A ningún observador se le hizo tedioso el tiempo que Xi Jinping se tomó para presentar su nueva visión de China dentro del mundo actual. Y sin embargo, el tratamiento del tópico consumió bastante más de tres buenas horas del pleno del Congreso del Partido Comunista.

Es que el tema había sido preparado con precisión milimétrica por el importante viraje que representa –en fondo y en forma– y por el relevante rol que el mandatario chino se está reservando en esta nueva cara que China le presenta al mundo. Lo diferencia de sus predecesores la ausencia de timidez y una bien marcada asertividad. Esa fue, en esta ocasión, la tónica abrazada por un líder cuya gravitación se extenderá hasta bien entrada la tercera década de este siglo XXI.

Con viento a su favor por el papel que le ha tocado desempeñar dentro de su país y por el éxito que le reconocen sus pares al interior del partido, el mandatario decidió dar un paso en una dirección inesperada para propios y ajenos y cohesionar a la gigantesca masa de gobernados en torno al orgullo que representa constituirse en los primeros del mundo, no por inercia sino por decisión propia.

Tres terrenos merecerán atención prioritaria dentro de la actuación china en la arena internacional: la superioridad militar, el dominio de la tecnología y la exportación del modelo de gobierno, todo con un telón de fondo ideológico que define para China un papel geopolítico preponderante, sazonado con un acento marcadamente economicista.

Sin decirlo de manera abierta, este nuevo posicionamiento activo de la gran potencia desea tomar ventaja de hechos de la escena política global que le facilitan la tarea: el debilitamiento de Europa, el marasmo gubernamental de Estados Unidos, el imperio del terrorismo como preocupación planetaria, la celeridad de los cambios tecnológicos y de las telecomunicaciones, el cuestionamiento más o menos generalizado de las democracias tradicionales.      

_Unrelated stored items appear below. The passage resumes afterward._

//! Snapshot Module
//!
//! Backup and restore of a file-based data store.

mod manager;
mod metadata;

pub use manager::{BackupReceipt, RestoreReport, SnapshotManager};
pub use metadata::{
    is_snapshot_filename, sidecar_filename, snapshot_filename, Snapshot, SnapshotKind,
    SnapshotMetadata, PRE_RESTORE_MARKER, SIDECAR_SUFFIX, SNAPSHOT_EXTENSION,
};
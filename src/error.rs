//! Error types for the resource toolkit
//!
//! Provides unified error handling using thiserror.

use axum::{
    http::StatusCode,
    response::{IntoResponse, Response},
    Json,
};
use serde_json::json;
use thiserror::Error;

// == Kit Error Enum ==
/// Unified error type for the cache, snapshot and cipher components.
///
/// A cache item that is too large is not an error: `BoundedCache::set`
/// reports it by returning `false`.
#[derive(Error, Debug)]
pub enum KitError {
    /// File read/write failure
    #[error("I/O error: {0}")]
    Io(#[from] std::io::Error),

    /// Cipher failure while sealing data
    #[error("Encryption failed: {0}")]
    Encryption(String),

    /// Malformed ciphertext, failed authentication or unknown key version
    #[error("Decryption failed: {0}")]
    Decryption(String),

    /// Snapshot failed its integrity check before restore
    #[error("snapshot invalid: {0}")]
    InvalidBackup(String),

    /// Key or snapshot not found
    #[error("Not found: {0}")]
    NotFound(String),

    /// Invalid request data
    #[error("Invalid request: {0}")]
    InvalidRequest(String),

    /// Internal server error
    #[error("Internal error: {0}")]
    Internal(String),
}

// == IntoResponse Implementation ==
impl IntoResponse for KitError {
    fn into_response(self) -> Response {
        let status = match &self {
            KitError::NotFound(_) => StatusCode::NOT_FOUND,
            KitError::InvalidRequest(_) => StatusCode::BAD_REQUEST,
            KitError::Decryption(_) => StatusCode::BAD_REQUEST,
            KitError::InvalidBackup(_) => StatusCode::UNPROCESSABLE_ENTITY,
            KitError::Io(_) | KitError::Encryption(_) | KitError::Internal(_) => {
                StatusCode::INTERNAL_SERVER_ERROR
            }
        };

        let body = Json(json!({
            "error": self.to_string()
        }));

        (status, body).into_response()
    }
}

// == Result Type Alias ==
/// Convenience Result type for the toolkit.
pub type Result<T> = std::result::Result<T, KitError>;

La gran novedad del discurso de Xi, en el que apenas dibujó las grandes líneas de “esta nueva era” para su país es el convencimiento íntimo del gran dirigente de que sí es posible hacer convivir una economía en expansión acelerada y una supremacía en el dominio de lo tecnológico con el ejercicio de un poder restrictivo y un ejercicio limitado de las libertades de los ciudadanos. En lo conceptual, le va a costar mucho a los dirigentes chinos mercadear estas novedosas tesis a sus socios en Occidente, pero en la práctica, los tercos hechos le están dando la razón.  Con tasas de crecimiento interno cercanas a 7%, el gobierno mantiene a raya a la disidencia interna al ofrecerle a sus los suyos mejor calidad de vida y una primacía global absoluta en el campo de las comunicaciones digitales, lo que es un ícono de la modernidad.

Esta nueva filosofía de “socialismo con características chinas” se ha constituido formalmente en el nuevo credo de la nación y se ha grabado con cincel en su Constitución. Ello configura un desafío para el resto de las potencias mundiales, casi todas proclives a modelos modernos de manejo estatal caracterizados por el estímulo al crecimiento dentro de un ambiente de respeto a las libertades, pero todas ellas embarcadas en la resolución de las dificultades que tal esquema es capaz de generar.

No, el discurso de Xi, a pesar de lo extenso de su tiempo, no fue tedioso sino extremadamente agresivo y preocupante.